ASSIGNMENT ::
Repeat the entries that appear below, exactly and in full.

==== SOURCE MATERIAL ====

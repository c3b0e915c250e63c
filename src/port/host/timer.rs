//! Tick counter and kernel timers
//!
//! Timers expire in [`rt_timer_check`], which [`rt_tick_increase`] runs after
//! the tick has been accounted. Handlers run on the ticking thread outside
//! the critical section.

use alloc::vec::Vec;

use portable_atomic::{AtomicU32, Ordering};

use crate::core::cs_cell::CsCell;
use crate::critical::CriticalSection;

use super::thread::expire_timeouts;
use super::{
    clip_name, rt_interrupt_enter, rt_interrupt_leave, tick_reached, RtErr, RtObjectClass, RtTick,
    RT_EINVAL, RT_EOK, RT_ERROR, RT_TICK_PER_SECOND,
};

pub const RT_TIMER_FLAG_ONE_SHOT: u8 = 0x0;
pub const RT_TIMER_FLAG_ACTIVATED: u8 = 0x1;
pub const RT_TIMER_FLAG_PERIODIC: u8 = 0x2;
pub const RT_TIMER_FLAG_HARD_TIMER: u8 = 0x0;
pub const RT_TIMER_FLAG_SOFT_TIMER: u8 = 0x4;

static TICK: AtomicU32 = AtomicU32::new(0);

/// Timers waiting to expire
static ACTIVE: CsCell<Vec<&'static RtTimer>> = CsCell::new(Vec::new());

/// Timeout handler of a timer
pub trait RtTimeout: Sync {
    fn timeout(&'static self);
}

/// Timer control commands
#[derive(Clone, Copy)]
pub enum RtTimerCtrl<'a> {
    SetTime(RtTick),
    GetTime(&'a core::cell::Cell<RtTick>),
    SetOneshot,
    SetPeriodic,
    GetState(&'a core::cell::Cell<bool>),
    GetRemainTime(&'a core::cell::Cell<RtTick>),
}

struct TimerCtl {
    name: &'static str,
    class: RtObjectClass,
    flag: u8,
    init_tick: RtTick,
    timeout_tick: RtTick,
    handler: Option<&'static dyn RtTimeout>,
}

pub struct RtTimer {
    ctl: CsCell<TimerCtl>,
}

impl RtTimer {
    pub const fn new() -> Self {
        Self {
            ctl: CsCell::new(TimerCtl {
                name: "",
                class: RtObjectClass::Null,
                flag: 0,
                init_tick: 0,
                timeout_tick: 0,
                handler: None,
            }),
        }
    }

    pub fn name(&self) -> &'static str {
        self.ctl.with(|c| c.name)
    }

    pub fn class(&self) -> RtObjectClass {
        self.ctl.with(|c| c.class)
    }

    pub fn flag(&self) -> u8 {
        self.ctl.with(|c| c.flag)
    }

    pub fn is_active(&self) -> bool {
        self.flag() & RT_TIMER_FLAG_ACTIVATED != 0
    }
}

impl Default for RtTimer {
    fn default() -> Self {
        Self::new()
    }
}

/// Current tick
#[inline]
pub fn rt_tick_get() -> RtTick {
    TICK.load(Ordering::Acquire)
}

pub fn rt_tick_set(tick: RtTick) {
    TICK.store(tick, Ordering::Release);
}

/// Convert milliseconds to ticks, rounding up
pub fn rt_tick_from_millisecond(ms: u32) -> RtTick {
    let ticks = (ms as u64 * RT_TICK_PER_SECOND as u64).div_ceil(1000);
    ticks.min(RtTick::MAX as u64) as RtTick
}

/// Advance the tick by one, expiring thread waits and timers
pub fn rt_tick_increase() {
    rt_interrupt_enter();
    let now = TICK.fetch_add(1, Ordering::AcqRel).wrapping_add(1);
    expire_timeouts(now);
    rt_interrupt_leave();
    rt_timer_check();
}

fn unlink(timer: &'static RtTimer, cs: &CriticalSection) {
    ACTIVE.get(cs).retain(|t| !core::ptr::eq(*t, timer));
}

pub fn rt_timer_init(
    timer: &'static RtTimer,
    name: &'static str,
    handler: &'static dyn RtTimeout,
    time: RtTick,
    flag: u8,
) {
    let cs = CriticalSection::enter();
    unlink(timer, &cs);
    *timer.ctl.get(&cs) = TimerCtl {
        name: clip_name(name),
        class: RtObjectClass::Timer,
        flag: flag & !RT_TIMER_FLAG_ACTIVATED,
        init_tick: time,
        timeout_tick: 0,
        handler: Some(handler),
    };
}

pub fn rt_timer_detach(timer: &'static RtTimer) -> RtErr {
    let cs = CriticalSection::enter();
    let mut c = timer.ctl.get(&cs);
    if c.class != RtObjectClass::Timer {
        return -RT_ERROR;
    }
    c.class = RtObjectClass::Null;
    c.flag &= !RT_TIMER_FLAG_ACTIVATED;
    drop(c);
    unlink(timer, &cs);
    RT_EOK
}

/// Arm the timer `init_tick` ticks from now, restarting it if already armed
pub fn rt_timer_start(timer: &'static RtTimer) -> RtErr {
    let cs = CriticalSection::enter();
    start_locked(timer, &cs)
}

fn start_locked(timer: &'static RtTimer, cs: &CriticalSection) -> RtErr {
    let mut c = timer.ctl.get(cs);
    if c.class != RtObjectClass::Timer {
        return -RT_ERROR;
    }
    if c.init_tick == 0 {
        return -RT_EINVAL;
    }
    c.timeout_tick = rt_tick_get().wrapping_add(c.init_tick);
    c.flag |= RT_TIMER_FLAG_ACTIVATED;
    drop(c);
    unlink(timer, cs);
    ACTIVE.get(cs).push(timer);
    RT_EOK
}

pub fn rt_timer_stop(timer: &'static RtTimer) -> RtErr {
    let cs = CriticalSection::enter();
    let mut c = timer.ctl.get(&cs);
    if c.class != RtObjectClass::Timer || c.flag & RT_TIMER_FLAG_ACTIVATED == 0 {
        return -RT_ERROR;
    }
    c.flag &= !RT_TIMER_FLAG_ACTIVATED;
    drop(c);
    unlink(timer, &cs);
    RT_EOK
}

pub fn rt_timer_control(timer: &'static RtTimer, cmd: RtTimerCtrl<'_>) -> RtErr {
    let cs = CriticalSection::enter();
    let mut c = timer.ctl.get(&cs);
    if c.class != RtObjectClass::Timer {
        return -RT_ERROR;
    }
    match cmd {
        RtTimerCtrl::SetTime(tick) => c.init_tick = tick,
        RtTimerCtrl::GetTime(out) => out.set(c.init_tick),
        RtTimerCtrl::SetOneshot => c.flag &= !RT_TIMER_FLAG_PERIODIC,
        RtTimerCtrl::SetPeriodic => c.flag |= RT_TIMER_FLAG_PERIODIC,
        RtTimerCtrl::GetState(out) => out.set(c.flag & RT_TIMER_FLAG_ACTIVATED != 0),
        RtTimerCtrl::GetRemainTime(out) => {
            let left = if c.flag & RT_TIMER_FLAG_ACTIVATED != 0 {
                let left = c.timeout_tick.wrapping_sub(rt_tick_get()) as i32;
                left.max(0) as RtTick
            } else {
                0
            };
            out.set(left);
        }
    }
    RT_EOK
}

/// Run the handlers of every expired timer
pub fn rt_timer_check() {
    let now = rt_tick_get();
    loop {
        let fired = {
            let cs = CriticalSection::enter();
            let mut active = ACTIVE.get(&cs);
            let pos = active
                .iter()
                .position(|t| tick_reached(now, t.ctl.get(&cs).timeout_tick));
            pos.map(|pos| {
                let timer = active.remove(pos);
                let mut c = timer.ctl.get(&cs);
                if c.flag & RT_TIMER_FLAG_PERIODIC == 0 {
                    c.flag &= !RT_TIMER_FLAG_ACTIVATED;
                }
                (timer, c.handler)
            })
        };
        let Some((timer, handler)) = fired else {
            break;
        };
        if let Some(handler) = handler {
            handler.timeout();
        }
        let cs = CriticalSection::enter();
        let c = timer.ctl.get(&cs);
        let rearm = c.class == RtObjectClass::Timer
            && c.flag & RT_TIMER_FLAG_PERIODIC != 0
            && c.flag & RT_TIMER_FLAG_ACTIVATED != 0;
        drop(c);
        if rearm {
            let _ = start_locked(timer, &cs);
        }
    }
}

====

RESULT FOR THIS TASK ::
repository c3b0e915c250e63c
filename src/port/host/timer.rs
//! Tick counter and kernel timers
//!
//! Timers expire in [`rt_timer_check`], which [`rt_tick_increase`] runs after
//! the tick has been accounted. Handlers run on the ticking thread outside
//! the critical section.

use alloc::vec::Vec;

use portable_atomic::{AtomicU32, Ordering};

use crate::core::cs_cell::CsCell;
use crate::critical::CriticalSection;

use super::thread::expire_timeouts;
use super::{
    clip_name, rt_interrupt_enter, rt_interrupt_leave, tick_reached, RtErr, RtObjectClass, RtTick,
    RT_EINVAL, RT_EOK, RT_ERROR, RT_TICK_PER_SECOND,
};

pub const RT_TIMER_FLAG_ONE_SHOT: u8 = 0x0;
pub const RT_TIMER_FLAG_ACTIVATED: u8 = 0x1;
pub const RT_TIMER_FLAG_PERIODIC: u8 = 0x2;
pub const RT_TIMER_FLAG_HARD_TIMER: u8 = 0x0;
pub const RT_TIMER_FLAG_SOFT_TIMER: u8 = 0x4;

static TICK: AtomicU32 = AtomicU32::new(0);

/// Timers waiting to expire
static ACTIVE: CsCell<Vec<&'static RtTimer>> = CsCell::new(Vec::new());

/// Timeout handler of a timer
pub trait RtTimeout: Sync {
    fn timeout(&'static self);
}

/// Timer control commands
#[derive(Clone, Copy)]
pub enum RtTimerCtrl<'a> {
    SetTime(RtTick),
    GetTime(&'a core::cell::Cell<RtTick>),
    SetOneshot,
    SetPeriodic,
    GetState(&'a core::cell::Cell<bool>),
    GetRemainTime(&'a core::cell::Cell<RtTick>),
}

struct TimerCtl {
    name: &'static str,
    class: RtObjectClass,
    flag: u8,
    init_tick: RtTick,
    timeout_tick: RtTick,
    handler: Option<&'static dyn RtTimeout>,
}

pub struct RtTimer {
    ctl: CsCell<TimerCtl>,
}

impl RtTimer {
    pub const fn new() -> Self {
        Self {
            ctl: CsCell::new(TimerCtl {
                name: "",
                class: RtObjectClass::Null,
                flag: 0,
                init_tick: 0,
                timeout_tick: 0,
                handler: None,
            }),
        }
    }

    pub fn name(&self) -> &'static str {
        self.ctl.with(|c| c.name)
    }

    pub fn class(&self) -> RtObjectClass {
        self.ctl.with(|c| c.class)
    }

    pub fn flag(&self) -> u8 {
        self.ctl.with(|c| c.flag)
    }

    pub fn is_active(&self) -> bool {
        self.flag() & RT_TIMER_FLAG_ACTIVATED != 0
    }
}

impl Default for RtTimer {
    fn default() -> Self {
        Self::new()
    }
}

/// Current tick
#[inline]
pub fn rt_tick_get() -> RtTick {
    TICK.load(Ordering::Acquire)
}

pub fn rt_tick_set(tick: RtTick) {
    TICK.store(tick, Ordering::Release);
}

/// Convert milliseconds to ticks, rounding up
pub fn rt_tick_from_millisecond(ms: u32) -> RtTick {
    let ticks = (ms as u64 * RT_TICK_PER_SECOND as u64).div_ceil(1000);
    ticks.min(RtTick::MAX as u64) as RtTick
}

/// Advance the tick by one, expiring thread waits and timers
pub fn rt_tick_increase() {
    rt_interrupt_enter();
    let now = TICK.fetch_add(1, Ordering::AcqRel).wrapping_add(1);
    expire_timeouts(now);
    rt_interrupt_leave();
    rt_timer_check();
}

fn unlink(timer: &'static RtTimer, cs: &CriticalSection) {
    ACTIVE.get(cs).retain(|t| !core::ptr::eq(*t, timer));
}

pub fn rt_timer_init(
    timer: &'static RtTimer,
    name: &'static str,
    handler: &'static dyn RtTimeout,
    time: RtTick,
    flag: u8,
) {
    let cs = CriticalSection::enter();
    unlink(timer, &cs);
    *timer.ctl.get(&cs) = TimerCtl {
        name: clip_name(name),
        class: RtObjectClass::Timer,
        flag: flag & !RT_TIMER_FLAG_ACTIVATED,
        init_tick: time,
        timeout_tick: 0,
        handler: Some(handler),
    };
}

pub fn rt_timer_detach(timer: &'static RtTimer) -> RtErr {
    let cs = CriticalSection::enter();
    let mut c = timer.ctl.get(&cs);
    if c.class != RtObjectClass::Timer {
        return -RT_ERROR;
    }
    c.class = RtObjectClass::Null;
    c.flag &= !RT_TIMER_FLAG_ACTIVATED;
    drop(c);
    unlink(timer, &cs);
    RT_EOK
}

/// Arm the timer `init_tick` ticks from now, restarting it if already armed
pub fn rt_timer_start(timer: &'static RtTimer) -> RtErr {
    let cs = CriticalSection::enter();
    start_locked(timer, &cs)
}

fn start_locked(timer: &'static RtTimer, cs: &CriticalSection) -> RtErr {
    let mut c = timer.ctl.get(cs);
    if c.class != RtObjectClass::Timer {
        return -RT_ERROR;
    }
    if c.init_tick == 0 {
        return -RT_EINVAL;
    }
    c.timeout_tick = rt_tick_get().wrapping_add(c.init_tick);
    c.flag |= RT_TIMER_FLAG_ACTIVATED;
    drop(c);
    unlink(timer, cs);
    ACTIVE.get(cs).push(timer);
    RT_EOK
}

pub fn rt_timer_stop(timer: &'static RtTimer) -> RtErr {
    let cs = CriticalSection::enter();
    let mut c = timer.ctl.get(&cs);
    if c.class != RtObjectClass::Timer || c.flag & RT_TIMER_FLAG_ACTIVATED == 0 {
        return -RT_ERROR;
    }
    c.flag &= !RT_TIMER_FLAG_ACTIVATED;
    drop(c);
    unlink(timer, &cs);
    RT_EOK
}

pub fn rt_timer_control(timer: &'static RtTimer, cmd: RtTimerCtrl<'_>) -> RtErr {
    let cs = CriticalSection::enter();
    let mut c = timer.ctl.get(&cs);
    if c.class != RtObjectClass::Timer {
        return -RT_ERROR;
    }
    match cmd {
        RtTimerCtrl::SetTime(tick) => c.init_tick = tick,
        RtTimerCtrl::GetTime(out) => out.set(c.init_tick),
        RtTimerCtrl::SetOneshot => c.flag &= !RT_TIMER_FLAG_PERIODIC,
        RtTimerCtrl::SetPeriodic => c.flag |= RT_TIMER_FLAG_PERIODIC,
        RtTimerCtrl::GetState(out) => out.set(c.flag & RT_TIMER_FLAG_ACTIVATED != 0),
        RtTimerCtrl::GetRemainTime(out) => {
            let left = if c.flag & RT_TIMER_FLAG_ACTIVATED != 0 {
                let left = c.timeout_tick.wrapping_sub(rt_tick_get()) as i32;
                left.max(0) as RtTick
            } else {
                0
            };
            out.set(left);
        }
    }
    RT_EOK
}

/// Run the handlers of every expired timer
pub fn rt_timer_check() {
    let now = rt_tick_get();
    loop {
        let fired = {
            let cs = CriticalSection::enter();
            let mut active = ACTIVE.get(&cs);
            let pos = active
                .iter()
                .position(|t| tick_reached(now, t.ctl.get(&cs).timeout_tick));
            pos.map(|pos| {
                let timer = active.remove(pos);
                let mut c = timer.ctl.get(&cs);
                if c.flag & RT_TIMER_FLAG_PERIODIC == 0 {
                    c.flag &= !RT_TIMER_FLAG_ACTIVATED;
                }
                (timer, c.handler)
            })
        };
        let Some((timer, handler)) = fired else {
            break;
        };
        if let Some(handler) = handler {
            handler.timeout();
        }
        let cs = CriticalSection::enter();
        let c = timer.ctl.get(&cs);
        let rearm = c.class == RtObjectClass::Timer
            && c.flag & RT_TIMER_FLAG_PERIODIC != 0
            && c.flag & RT_TIMER_FLAG_ACTIVATED != 0;
        drop(c);
        if rearm {
            let _ = start_locked(timer, &cs);
        }
    }
}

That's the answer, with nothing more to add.